Real Estate Paperwork – Initial and Closing
There are many things you can do to ensure that your home purchase goes smoothly. At the same time, you can protect yourself should things go wrong. If you are working with a real estate agent, you will need to enter into contract with all the parties involved, in writing.
In addition, if you are a buyer, your future home should be inspected thoroughly. Before any complications arise, the seller must abide by the state disclosure laws and get all papers signed.
In all cases, the seller must disclose everything related to the home, including roof damage, hazardous materials, HVAC issues, water damage, rodents and pest problems, plumbing and septic problems, neighbor issues, and faulty electrical wiring and appliances. For transactions where a lot of money is involved, you may want to consider buying a warranty as well.
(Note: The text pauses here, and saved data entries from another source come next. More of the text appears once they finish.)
pub mod request {
    use serde::Deserialize;

    /// Optional hints forwarded into session metadata so a completed
    /// verification can be matched back to the app user.
    #[derive(Deserialize)]
    pub struct Payload {
        #[serde(default, rename = "userId", alias = "user_id")]
        pub user_id: String,
        #[serde(default)]
        pub email: String,
    }
}

pub mod response {
    use crate::modules::identity::model::VerificationSession;
    use axum::{extract::Json, http::StatusCode, response::IntoResponse};
    use serde_json::json;

    pub enum Success {
        SessionCreated(VerificationSession),
    }

    impl IntoResponse for Success {
        fn into_response(self) -> axum::response::Response {
            match self {
                Self::SessionCreated(session) => (
                    StatusCode::OK,
                    Json(json!({
                        "id": session.id,
                        "status": session.status,
                        "url": session.url
                    })),
                )
                    .into_response(),
            }
        }
    }

    pub enum Error {
        FailedToCreateSession,
    }

    impl IntoResponse for Error {
        fn into_response(self) -> axum::response::Response {
            match self {
                Self::FailedToCreateSession => (
                    StatusCode::INTERNAL_SERVER_ERROR,
                    Json(json!({ "error": "Failed to create verification session" })),
                )
                    .into_response(),
            }
        }
    }

    pub type Response = Result<Success, Error>;
}
use super::RecordId;
use serde::{Deserialize, Serialize};

#[derive(Serialize, Clone, Debug)]
pub struct User {
    pub id: String,
    pub phone_number: Option<String>,
    pub sms_opt_in: bool,
}

/// User as delivered by the record store. `"Mobile Number"` is the API
/// property name of the phone field; a missing or false opt-in toggle
/// excludes the user from every send.
#[derive(Deserialize, Debug)]
pub struct RawUser {
    #[serde(default)]
    pub id: Option<RecordId>,
    #[serde(default, rename = "_id")]
    pub legacy_id: Option<RecordId>,
    #[serde(
        default,
        rename = "Mobile Number",
        alias = "phone_number",
        alias = "phone"
    )]
    pub phone_number: Option<String>,
    #[serde(default, rename = "sms_opt_in", alias = "smsOptIn")]
    pub sms_opt_in: Option<bool>,
}

impl RawUser {
    pub fn into_user(self) -> Option<User> {
        let id = self.id.or(self.legacy_id)?.into_string();
        Some(User {
            id,
            phone_number: self.phone_number,
            sms_opt_in: self.sms_opt_in.unwrap_or(false),
        })
    }
}

#[cfg(test)]
mod tests {
    use super::*;
    use serde_json::json;

    #[test]
    fn missing_opt_in_means_excluded() {
        let raw: RawUser =
            serde_json::from_value(json!({ "id": 1, "Mobile Number": "5551234567" })).unwrap();
        let user = raw.into_user().unwrap();
        assert!(!user.sms_opt_in);
        assert_eq!(user.phone_number.as_deref(), Some("5551234567"));
    }

    #[test]
    fn accepts_alias_keys() {
        let raw: RawUser = serde_json::from_value(json!({
            "id": "u1",
            "phone": "5551234567",
            "smsOptIn": true
        }))
        .unwrap();
        let user = raw.into_user().unwrap();
        assert_eq!(user.id, "u1");
        assert!(user.sms_opt_in);
    }
}
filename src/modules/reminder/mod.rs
pub mod job;
pub mod routes;
pub mod service;
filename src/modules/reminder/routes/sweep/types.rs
pub mod request {
    use chrono::NaiveDate;
    use serde::Deserialize;

    /// Optional target day for backfill/test runs; defaults to today (UTC).
    #[derive(Deserialize)]
    pub struct Query {
        pub date: Option<NaiveDate>,
    }
}

pub mod response {
    use crate::modules::reminder::service::SweepSummary;
    use axum::{extract::Json, http::StatusCode, response::IntoResponse};
    use serde_json::json;

    pub enum Success {
        SweepCompleted(SweepSummary),
    }

    impl IntoResponse for Success {
        fn into_response(self) -> axum::response::Response {
            match self {
                Self::SweepCompleted(summary) => (
                    StatusCode::OK,
                    Json(json!({
                        "ok": true,
                        "date": summary.date,
                        "pickup_reminders_sent": summary.pickup_reminders_sent,
                        "return_reminders_sent": summary.return_reminders_sent
                    })),
                )
                    .into_response(),
            }
        }
    }

    pub enum Error {
        OrdersFetchFailed,
        UsersFetchFailed,
    }

    impl IntoResponse for Error {
        fn into_response(self) -> axum::response::Response {
            match self {
                Self::OrdersFetchFailed => (
                    StatusCode::BAD_GATEWAY,
                    Json(json!({ "error": "Failed to fetch orders" })),
                )
                    .into_response(),
                Self::UsersFetchFailed => (
                    StatusCode::BAD_GATEWAY,
                    Json(json!({ "error": "Failed to fetch users" })),
                )
                    .into_response(),
            }
        }
    }

    pub type Response = Result<Success, Error>;
}
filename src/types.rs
use chrono::{DateTime, Utc};
use core::time::Duration;
use futures::StreamExt;
use serde::{Deserialize, Serialize};
use std::env;
use std::future::Future;
use std::pin::Pin;
use std::sync::Arc;

#[derive(Clone)]
pub enum AppEnvironment {
    Production,
    Development,
}

impl AppEnvironment {
    pub fn from(raw_environment: String) -> Self {
        match raw_environment.as_ref() {
            "production" => Self::Production,
            _ => Self::Development,
        }
    }

    pub fn as_str(&self) -> &'static str {
        match self {
            Self::Production => "production",
            Self::Development => "development",
        }
    }
}

#[derive(Clone)]
pub struct AppContext {
    pub host: String,
    pub environment: AppEnvironment,
    pub port: u32,
    pub url: String,
}

#[derive(Clone)]
pub struct AdaloContext {
    pub api_endpoint: String,
    pub app_id: String,
    pub api_key: String,
    pub orders_collection_id: String,
    pub users_collection_id: String,
}

impl AdaloContext {
    pub fn collection_url(&self, collection_id: &str) -> String {
        format!(
            "{}/apps/{}/collections/{}",
            self.api_endpoint, self.app_id, collection_id
        )
    }
}

#[derive(Clone)]
pub struct TwilioContext {
    pub api_endpoint: String,
    pub verify_api_endpoint: String,
    pub account_sid: String,
    pub auth_token: String,
    pub verify_service_sid: String,
    pub messaging_service_sid: Option<String>,
    pub from_number: Option<String>,
}

#[derive(Clone)]
pub struct StripeContext {
    pub api_endpoint: String,
    pub secret_key: String,
    pub identity_return_url: String,
}

#[derive(Clone)]
pub struct OpenAiContext {
    pub api_endpoint: String,
    pub api_key: String,
    pub model: String,
}

#[derive(Clone)]
pub struct AdminContext {
    pub token: String,
}

#[derive(Clone)]
pub struct Context {
    pub app: AppContext,
    pub adalo: AdaloContext,
    pub twilio: TwilioContext,
    pub stripe: StripeContext,
    pub openai: OpenAiContext,
    pub admin: AdminContext,
}

#[derive(Clone)]
pub struct AppConfig {
    pub host: String,
    pub environment: AppEnvironment,
    pub port: u32,
    pub url: String,
}

#[derive(Clone)]
pub struct AdaloConfig {
    pub api_endpoint: String,
    pub app_id: String,
    pub api_key: String,
    pub orders_collection_id: String,
    pub users_collection_id: String,
}

#[derive(Clone)]
pub struct TwilioConfig {
    pub api_endpoint: String,
    pub verify_api_endpoint: String,
    pub account_sid: String,
    pub auth_token: String,
    pub verify_service_sid: String,
    pub messaging_service_sid: Option<String>,
    pub from_number: Option<String>,
}

#[derive(Clone)]
pub struct StripeConfig {
    pub api_endpoint: String,
    pub secret_key: String,
    pub identity_return_url: String,
}

#[derive(Clone)]
pub struct OpenAiConfig {
    pub api_endpoint: String,
    pub api_key: String,
    pub model: String,
}

#[derive(Clone)]
pub struct AdminConfig {
    pub token: String,
}

#[derive(Clone)]
pub struct Config {
    pub app: AppConfig,
    pub adalo: AdaloConfig,
    pub twilio: TwilioConfig,
    pub stripe: StripeConfig,
    pub openai: OpenAiConfig,
    pub admin: AdminConfig,
}

#[derive(Debug, Serialize, Deserialize, Clone)]
pub struct Job(DateTime<Utc>);

impl apalis::prelude::Job for Job {
    const NAME: &'static str = "apalis::Job";
}

impl From<DateTime<Utc>> for Job {
    fn from(t: DateTime<Utc>) -> Self {
        Self(t)
    }
}

#[derive(Clone)]
pub struct JobStorage {
    controller: apalis::prelude::Controller,
    inner: apalis::prelude::MemoryWrapper<Job>,
    storage: Vec<Job>,
}

impl JobStorage {
    pub fn new() -> Self {
        Self {
            controller: apalis::prelude::Controller::new(),
            inner: apalis::prelude::MemoryWrapper::<Job>::new(),
            storage: vec![],
        }
    }
}

impl apalis::prelude::Backend<apalis::prelude::Request<Job>> for JobStorage {
    type Stream = apalis::prelude::BackendStream<
        apalis::prelude::RequestStream<apalis::prelude::Request<Job>>,
    >;

    type Layer = tower::ServiceBuilder<tower::layer::util::Identity>;

    fn common_layer(&self, _worker: apalis::prelude::WorkerId) -> Self::Layer {
        tower::ServiceBuilder::new()
    }

    fn poll(self, _worker: apalis::prelude::WorkerId) -> apalis::prelude::Poller<Self::Stream> {
        let stream = self
            .inner
            .map(|r| Ok(Some(apalis::prelude::Request::new(r))))
            .boxed();
        apalis::prelude::Poller::new(
            apalis::prelude::BackendStream::new(stream, self.controller),
            async {},
        )
    }
}

impl apalis::prelude::Storage for JobStorage {
    type Job = Job;

    type Error = apalis::prelude::Error;

    type Identifier = usize;

    async fn push(&mut self, job: Self::Job) -> Result<Self::Identifier, Self::Error> {
        tracing::debug!("Job pushed to storage");
        self.storage.push(job);
        Ok(self.storage.len())
    }

    async fn schedule(
        &mut self,
        _job: Self::Job,
        _on: i64,
    ) -> Result<Self::Identifier, Self::Error> {
        tracing::debug!("Job pushed into the schedule set");
        todo!()
    }

    async fn len(&self) -> Result<i64, Self::Error> {
        tracing::debug!("Returning number of pending jobs");
        Ok(self.storage.len() as i64)
    }

    async fn fetch_by_id(
        &self,
        job_id: &Self::Identifier,
    ) -> Result<Option<apalis::prelude::Request<Self::Job>>, Self::Error> {
        tracing::debug!("Fetching job by id: {}", job_id);
        todo!()
    }

    async fn update(&self, _job: apalis::prelude::Request<Self::Job>) -> Result<(), Self::Error> {
        tracing::debug!("Updating job details");
        todo!()
    }

    async fn reschedule(
        &mut self,
        _job: apalis::prelude::Request<Self::Job>,
        _wait: Duration,
    ) -> Result<(), Self::Error> {
        tracing::debug!("Rescheduling job");
        todo!()
    }

    async fn is_empty(&self) -> Result<bool, Self::Error> {
        tracing::debug!("Determining whether there's still any job in the storage");
        todo!()
    }

    async fn vacuum(&self) -> Result<usize, Self::Error> {
        tracing::debug!("Vacuuming queue");
        todo!()
    }
}

pub struct SchedulableJob {
    pub schedule: apalis::cron::Schedule,
    pub job: Arc<
        dyn Fn() -> Pin<Box<dyn Future<Output = Result<(), apalis::prelude::Error>> + Send>>
            + Send
            + Sync,
    >,
}

impl Default for Config {
    fn default() -> Self {
        let host = env::var("HOST").unwrap_or_else(|_| "0.0.0.0".to_string());
        let environment = env::var("APP_ENV").unwrap_or_else(|_| "development".to_string());
        let port = env::var("PORT")
            .unwrap_or_else(|_| "8000".to_string())
            .parse::<u32>()
            .expect("Invalid PORT number");
        let url = env::var("URL").unwrap_or_else(|_| format!("http://{}:{}", host, port));

        let adalo_api_endpoint = env::var("ADALO_API_ENDPOINT")
            .unwrap_or_else(|_| "https://api.adalo.com/v0".to_string());
        let adalo_app_id = env::var("ADALO_APP_ID").expect("ADALO_APP_ID not set");
        let adalo_api_key = env::var("ADALO_API_KEY").expect("ADALO_API_KEY not set");
        let adalo_orders_collection_id =
            env::var("ADALO_ORDERS_COLLECTION_ID").expect("ADALO_ORDERS_COLLECTION_ID not set");
        let adalo_users_collection_id =
            env::var("ADALO_USERS_COLLECTION_ID").expect("ADALO_USERS_COLLECTION_ID not set");

        let twilio_api_endpoint = env::var("TWILIO_API_ENDPOINT")
            .unwrap_or_else(|_| "https://api.twilio.com/2010-04-01".to_string());
        let twilio_verify_api_endpoint = env::var("TWILIO_VERIFY_API_ENDPOINT")
            .unwrap_or_else(|_| "https://verify.twilio.com/v2".to_string());
        let twilio_account_sid =
            env::var("TWILIO_ACCOUNT_SID").expect("TWILIO_ACCOUNT_SID not set");
        let twilio_auth_token = env::var("TWILIO_AUTH_TOKEN").expect("TWILIO_AUTH_TOKEN not set");
        let twilio_verify_service_sid =
            env::var("TWILIO_VERIFY_SERVICE_SID").expect("TWILIO_VERIFY_SERVICE_SID not set");
        let twilio_messaging_service_sid = env::var("TWILIO_MESSAGING_SERVICE_SID").ok();
        let twilio_from_number = env::var("TWILIO_FROM_NUMBER").ok();
        if twilio_messaging_service_sid.is_none() && twilio_from_number.is_none() {
            panic!("No TWILIO_MESSAGING_SERVICE_SID or TWILIO_FROM_NUMBER set");
        }

        let stripe_api_endpoint = env::var("STRIPE_API_ENDPOINT")
            .unwrap_or_else(|_| "https://api.stripe.com/v1".to_string());
        let stripe_secret_key = env::var("STRIPE_SECRET_KEY").expect("STRIPE_SECRET_KEY not set");
        let identity_return_url = env::var("IDENTITY_RETURN_URL")
            .unwrap_or_else(|_| "https://gsidentityverification.netlify.app/verified".to_string());

        let openai_api_endpoint = env::var("OPENAI_API_ENDPOINT")
            .unwrap_or_else(|_| "https://api.openai.com/v1".to_string());
        let openai_api_key = env::var("OPENAI_API_KEY").expect("OPENAI_API_KEY not set");
        let openai_model = env::var("OPENAI_MODEL").unwrap_or_else(|_| "gpt-4.1-mini".to_string());

        let admin_token = env::var("ADMIN_TOKEN").expect("ADMIN_TOKEN not set");

        return Self {
            app: AppConfig {
                host,
                environment: AppEnvironment::from(environment),
                port,
                url,
            },
            adalo: AdaloConfig {
                api_endpoint: adalo_api_endpoint,
                app_id: adalo_app_id,
                api_key: adalo_api_key,
                orders_collection_id: adalo_orders_collection_id,
                users_collection_id: adalo_users_collection_id,
            },
            twilio: TwilioConfig {
                api_endpoint: twilio_api_endpoint,
                verify_api_endpoint: twilio_verify_api_endpoint,
                account_sid: twilio_account_sid,
                auth_token: twilio_auth_token,
                verify_service_sid: twilio_verify_service_sid,
                messaging_service_sid: twilio_messaging_service_sid,
                from_number: twilio_from_number,
            },
            stripe: StripeConfig {
                api_endpoint: stripe_api_endpoint,
                secret_key: stripe_secret_key,
                identity_return_url,
            },
            openai: OpenAiConfig {
                api_endpoint: openai_api_endpoint,
                api_key: openai_api_key,
                model: openai_model,
            },
            admin: AdminConfig { token: admin_token },
        };
    }
}

pub trait ToContext {
    fn to_context(self) -> Context;
}

impl ToContext for Config {
    fn to_context(self) -> Context {
        Context {
            app: AppContext {
                host: self.app.host,
                environment: self.app.environment,
                port: self.app.port,
                url: self.app.url,
            },
            adalo: AdaloContext {
                api_endpoint: self.adalo.api_endpoint,
                app_id: self.adalo.app_id,
                api_key: self.adalo.api_key,
                orders_collection_id: self.adalo.orders_collection_id,
                users_collection_id: self.adalo.users_collection_id,
            },
            twilio: TwilioContext {
                api_endpoint: self.twilio.api_endpoint,
                verify_api_endpoint: self.twilio.verify_api_endpoint,
                account_sid: self.twilio.account_sid,
                auth_token: self.twilio.auth_token,
                verify_service_sid: self.twilio.verify_service_sid,
                messaging_service_sid: self.twilio.messaging_service_sid,
                from_number: self.twilio.from_number,
            },
            stripe: StripeContext {
                api_endpoint: self.stripe.api_endpoint,
                secret_key: self.stripe.secret_key,
                identity_return_url: self.stripe.identity_return_url,
            },
            openai: OpenAiContext {
                api_endpoint: self.openai.api_endpoint,
                api_key: self.openai.api_key,
                model: self.openai.model,
            },
            admin: AdminContext {
                token: self.admin.token,
            },
        }
    }
}
/// Scan every order, send the due pickup/return reminders, and mark each
/// dispatched event so it is never notified twice. `as_of` overrides "today"
/// for tests and backfill runs; counters count successfully-sent messages,
/// not order-events.
///
/// At-least-once: the marker is written after the sends, so a crash between
/// send and write-back (or a failed write-back) can duplicate a send on the
/// next run.
pub async fn run_sweep(
    store: &dyn RecordStore,
    sms: &dyn SmsSender,
    as_of: Option<NaiveDate>,
) -> Result<SweepSummary, Error> {
    let date = as_of.unwrap_or_else(|| Utc::now().date_naive());

    let (orders, users) = tokio::try_join!(
        async {
            store.list_orders().await.map_err(|_| {
                tracing::error!("Aborting sweep: order listing failed");
                Error::OrdersFetchFailed
            })
        },
        async {
            store.list_users().await.map_err(|_| {
                tracing::error!("Aborting sweep: user listing failed");
                Error::UsersFetchFailed
            })
        },
    )?;

    tracing::info!(
        "Sweeping {} orders against {} users for {}",
        orders.len(),
        users.len(),
        date
    );

    let users_by_id: HashMap<String, User> =
        users.into_iter().map(|u| (u.id.clone(), u)).collect();

    let mut summary = SweepSummary {
        date,
        pickup_reminders_sent: 0,
        return_reminders_sent: 0,
    };

    for order in &orders {
        summary.pickup_reminders_sent +=
            process_event(store, sms, &users_by_id, order, ReminderEvent::Pickup, date).await;
        summary.return_reminders_sent +=
            process_event(store, sms, &users_by_id, order, ReminderEvent::Return, date).await;
    }

    Ok(summary)
}
/// Cents still refundable on a payment after earlier partial refunds.
pub fn max_refundable(received_cents: i64, refunded_cents: i64) -> i64 {
    (received_cents - refunded_cents).max(0)
}

pub enum AmountError {
    NotPositive,
    ExceedsMaxRefundable(i64),
}

/// Resolve the refund amount: omitted means "everything remaining";
/// anything explicit must be a positive amount within what is left.
pub fn resolve_refund_amount(
    requested_cents: Option<i64>,
    max_refundable_cents: i64,
) -> Result<i64, AmountError> {
    let amount = requested_cents.unwrap_or(max_refundable_cents);
    if amount <= 0 {
        return Err(AmountError::NotPositive);
    }
    if amount > max_refundable_cents {
        return Err(AmountError::ExceedsMaxRefundable(max_refundable_cents));
    }
    Ok(amount)
}

#[cfg(test)]
mod tests {
    use super::*;

    #[test]
    fn max_refundable_never_goes_negative() {
        assert_eq!(max_refundable(2500, 0), 2500);
        assert_eq!(max_refundable(2500, 1000), 1500);
        assert_eq!(max_refundable(2500, 3000), 0);
    }

    #[test]
    fn omitted_amount_refunds_the_remainder() {
        assert!(matches!(resolve_refund_amount(None, 1500), Ok(1500)));
    }

    #[test]
    fn explicit_amount_is_bounded() {
        assert!(matches!(resolve_refund_amount(Some(500), 1500), Ok(500)));
        assert!(matches!(
            resolve_refund_amount(Some(0), 1500),
            Err(AmountError::NotPositive)
        ));
        assert!(matches!(
            resolve_refund_amount(Some(-5), 1500),
            Err(AmountError::NotPositive)
        ));
        assert!(matches!(
            resolve_refund_amount(Some(2000), 1500),
            Err(AmountError::ExceedsMaxRefundable(1500))
        ));
    }
}
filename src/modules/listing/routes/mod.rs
mod generate_notes;

use crate::types::Context;
use axum::routing::Router;
use std::sync::Arc;

pub fn get_router() -> Router<Arc<Context>> {
    Router::new().nest("/generate-notes", generate_notes::get_router())
}
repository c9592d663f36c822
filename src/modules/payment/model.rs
use serde::Deserialize;

/// Slice of a Stripe PaymentIntent needed to validate a refund. All amounts
/// are integer cents. `amount_refunded` is only present on some API shapes,
/// so its absence reads as zero.
#[derive(Deserialize, Debug, Clone)]
pub struct PaymentIntent {
    pub id: String,
    pub status: String,
    pub amount: i64,
    #[serde(default)]
    pub amount_received: Option<i64>,
    #[serde(default)]
    pub amount_refunded: Option<i64>,
}

impl PaymentIntent {
    pub fn received_cents(&self) -> i64 {
        self.amount_received.unwrap_or(self.amount)
    }

    pub fn refunded_cents(&self) -> i64 {
        self.amount_refunded.unwrap_or(0)
    }
}

#[derive(Deserialize, Debug, Clone)]
pub struct Refund {
    pub id: String,
    pub status: String,
    pub amount: i64,
}
pub mod request {
    use serde::Deserialize;

    #[derive(Deserialize)]
    pub struct Payload {
        #[serde(default)]
        pub id: String,
    }
}

pub mod response {
    use crate::modules::identity::model::VerificationSession;
    use axum::{extract::Json, http::StatusCode, response::IntoResponse};
    use serde_json::json;

    pub enum Success {
        Session(VerificationSession),
    }

    impl IntoResponse for Success {
        fn into_response(self) -> axum::response::Response {
            match self {
                Self::Session(session) => {
                    let last_error = session.last_error_label();
                    (
                        StatusCode::OK,
                        Json(json!({
                            "id": session.id,
                            "status": session.status,
                            "last_error": last_error
                        })),
                    )
                        .into_response()
                }
            }
        }
    }

    pub enum Error {
        MissingId,
        InvalidIdFormat(String),
        NotFound,
        FailedToRetrieveSession,
    }

    impl IntoResponse for Error {
        fn into_response(self) -> axum::response::Response {
            match self {
                Self::MissingId => (
                    StatusCode::BAD_REQUEST,
                    Json(json!({ "error": "missing_id" })),
                )
                    .into_response(),
                Self::InvalidIdFormat(received) => (
                    StatusCode::BAD_REQUEST,
                    Json(json!({ "error": "invalid_id_format", "received": received })),
                )
                    .into_response(),
                Self::NotFound => (
                    StatusCode::NOT_FOUND,
                    Json(json!({ "error": "not_found" })),
                )
                    .into_response(),
                Self::FailedToRetrieveSession => (
                    StatusCode::INTERNAL_SERVER_ERROR,
                    Json(json!({ "error": "server_error" })),
                )
                    .into_response(),
            }
        }
    }

    pub type Response = Result<Success, Error>;
}
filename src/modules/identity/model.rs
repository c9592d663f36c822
use serde::Deserialize;

/// Subset of a Stripe Identity verification session this service exposes.
/// `url` is only present while the session still requires input.
#[derive(Deserialize, Debug, Clone)]
pub struct VerificationSession {
    pub id: String,
    pub status: String,
    #[serde(default)]
    pub url: Option<String>,
    #[serde(default)]
    pub last_error: Option<LastError>,
}

#[derive(Deserialize, Debug, Clone)]
pub struct LastError {
    #[serde(default)]
    pub reason: Option<String>,
    #[serde(default)]
    pub code: Option<String>,
}

impl VerificationSession {
    /// Human-facing failure string, preferring the verbose reason.
    pub fn last_error_label(&self) -> Option<String> {
        self.last_error
            .as_ref()
            .and_then(|err| err.reason.clone().or_else(|| err.code.clone()))
    }
}
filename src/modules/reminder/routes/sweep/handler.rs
use super::service::service;
use super::types::request;
use crate::{modules::auth::middleware::AdminAuth, types::Context};
use axum::{
    extract::{Query, State},
    response::IntoResponse,
};
use std::sync::Arc;

pub async fn handler(
    _: AdminAuth,
    State(ctx): State<Arc<Context>>,
    Query(query): Query<request::Query>,
) -> impl IntoResponse {
    service(ctx, query).await
}
use crate::types::Context;
use axum::extract::{Extension, FromRequestParts};
use axum::http::{request::Parts, StatusCode};
use axum::response::{IntoResponse, Response};
use axum::{async_trait, Json, RequestPartsExt};
use serde_json::json;
use std::sync::Arc;

/// Guard for operator-only endpoints (refund, manual sweep). The caller must
/// present the shared admin token in an `x-admin-token` header.
pub struct AdminAuth;

fn unauthorized() -> Response {
    (
        StatusCode::UNAUTHORIZED,
        Json(json!({ "error": "Unauthorized" })),
    )
        .into_response()
}

#[async_trait]
impl<S: Send + Sync> FromRequestParts<S> for AdminAuth {
    type Rejection = Response;

    async fn from_request_parts(parts: &mut Parts, _state: &S) -> Result<Self, Self::Rejection> {
        let Extension(ctx) = parts
            .extract::<Extension<Arc<Context>>>()
            .await
            .map_err(|_| unauthorized())?;

        let provided = parts
            .headers
            .get("x-admin-token")
            .and_then(|value| value.to_str().ok());

        match provided {
            Some(token) if token == ctx.admin.token => Ok(AdminAuth),
            _ => Err(unauthorized()),
        }
    }
}
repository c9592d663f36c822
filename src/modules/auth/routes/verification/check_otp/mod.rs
mod handler;
mod service;
mod types;

use crate::types::Context;
use axum::routing::{post, Router};
use std::sync::Arc;

pub fn get_router() -> Router<Arc<Context>> {
    Router::new().route("/", post(handler::handler))
}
Negotiating Who Pays for What
When you, seller and the lender agree on the terms of the purchase, the lender or the agent will present you with a standard contract form. The contract probably has not been written with your best interests in mind.
However, this is a matter of business and there is nothing shady about it. You have the right to negotiate about who pays for certain costs, such as title insurance premium, remodeling project, cleaning cost, and so on.
Although there is a standard contract between a buyer and a seller, everything is subject to negotiation and any clauses can be changed and rewritten when it comes to expenses.
Note that in any case, oral contracts are a bad idea and one should not rely on them. Instead get your purchase agreement in writing. If it is not in writing, the court, when issues come up, won’t even need to decide who is right and who is wrong.
Buying a Foreclosure Property and Dealing With Renovation
While you want to make your foreclosed home purchase a castle, it probably doesn’t sit on a hill. It may be a part of a planned development, or it may be in a locality that is governed by zoning laws. The point it that, any renovation to the home before you move in needs a permit.
If you want to tear down the entire structure and reconstruct it, a building permit needs to be obtained from the authorized department. Even if your home is in an unincorporated town, the chances are good that a building department exists within the county.
With that in mind, there are many law books and resources about real estate that can help you make informed decisions about a wide range of home purchasing problems and options.